For most landlords, it will be critical to save some sort of a buffer for these expenses. It is not conducive to a positive tenancy for a renter to be without access to facilities or needing to go to tribunal to uphold their legal rights.

You can always ask the tenant for their feedback. Consider the following questions:

  • Is there anything in the home that makes your life difficult?
  • Have you noticed anything that needs repairing or may need maintaining soon?
  • Are there any features you’d like to see added or improved in the home
  • What fixtures and fittings would make your day-to-day home life easier?How does the home suit you?
  • How does the home suit you?

On each inspection, your property manager should take note of anything that needs repairing.

Openness to requests

All tenants will at some point ask for something – whether it be to put picture hooks in the walls, to bring in another tenant or for a more substantial change. A good landlord will be open to all requests and will fairly consider them. Tenancy laws even suggest that some reasonable requests cannot be denied without a substantial reason. A willingness to discuss and compromise goes a long way.

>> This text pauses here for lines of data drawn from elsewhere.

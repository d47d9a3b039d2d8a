//! Error types for the OCP client.

use ocp_core::OcpError;
use thiserror::Error;

/// Errors that can occur when using the OCP client.
#[derive(Debug, Error)]
pub enum ClientError {
    /// HTTP request failed.
    #[error("HTTP request failed: {0}")]
    Http(#[from] reqwest::Error),

    /// Server returned an error response.
    #[error("API error (status {status}): {message}")]
    Api {
        /// HTTP status code.
        status: u16,
        /// Error message from server.
        message: String,
    },

    /// Failed to deserialize response.
    #[error("Failed to deserialize response: {0}")]
    Deserialize(#[from] serde_json::Error),

    /// Invalid URL provided.
    #[error("Invalid URL: {0}")]
    InvalidUrl(String),

    /// Invalid response format.
    #[error("Invalid response format: {0}")]
    InvalidResponse(String),
}

impl ClientError {
    /// True when the server answered 404.
    pub fn is_not_found(&self) -> bool {
        matches!(self, Self::Api { status: 404, .. })
    }
}

impl From<ClientError> for OcpError {
    fn from(err: ClientError) -> Self {
        match err {
            ClientError::Http(e) => OcpError::Transport(e.to_string()),
            ClientError::Api { status, message } => OcpError::Api { status, message },
            ClientError::Deserialize(e) => OcpError::MalformedResponse(e.to_string()),
            ClientError::InvalidResponse(msg) => OcpError::MalformedResponse(msg),
            ClientError::InvalidUrl(msg) => OcpError::InvalidConfig(msg),
        }
    }
}

/// Result type for client operations.
pub type Result<T> = std::result::Result<T, ClientError>;

#[cfg(test)]
mod tests {
    use super::*;

    #[test]
    fn api_errors_keep_their_status() {
        let err: OcpError = ClientError::Api {
            status: 404,
            message: "missing".into(),
        }
        .into();
        assert!(err.is_not_found());
    }

    #[test]
    fn decode_errors_become_malformed_responses() {
        let json_err = serde_json::from_str::<u32>("{}").unwrap_err();
        let err: OcpError = ClientError::Deserialize(json_err).into();
        assert!(matches!(err, OcpError::MalformedResponse(_)));

        let err: OcpError = ClientError::InvalidUrl("ftp://x".into()).into();
        assert!(matches!(err, OcpError::InvalidConfig(_)));
    }
}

Tenants will respond well, even to a refusal, if they are approached with an open mind and a fair landlord. If you are refusing a request, be sure to provide reasons why and, where possible, provide alternatives. Talk through requests with your property manager before making a snap choice as these decisions may be more important to a tenant than you realize.

Other techniques

Everyone likes to know they are appreciated, so there’s nothing wrong with sharing this with your tenant as well. A gift or a card at Christmas – or at the end of the lease – may not be to everyone’s tastes, but for some landlords it helps them give a bit of gratitude to their best tenants.

You may also want to consider some aesthetic improvements from time to time. Not only will these help with the valuation of the home, but they will also make your tenant happy to live in a place that is even more attractive. Be sure to negotiate access for any improvements with the tenant ahead of time to ensure it is stress-free.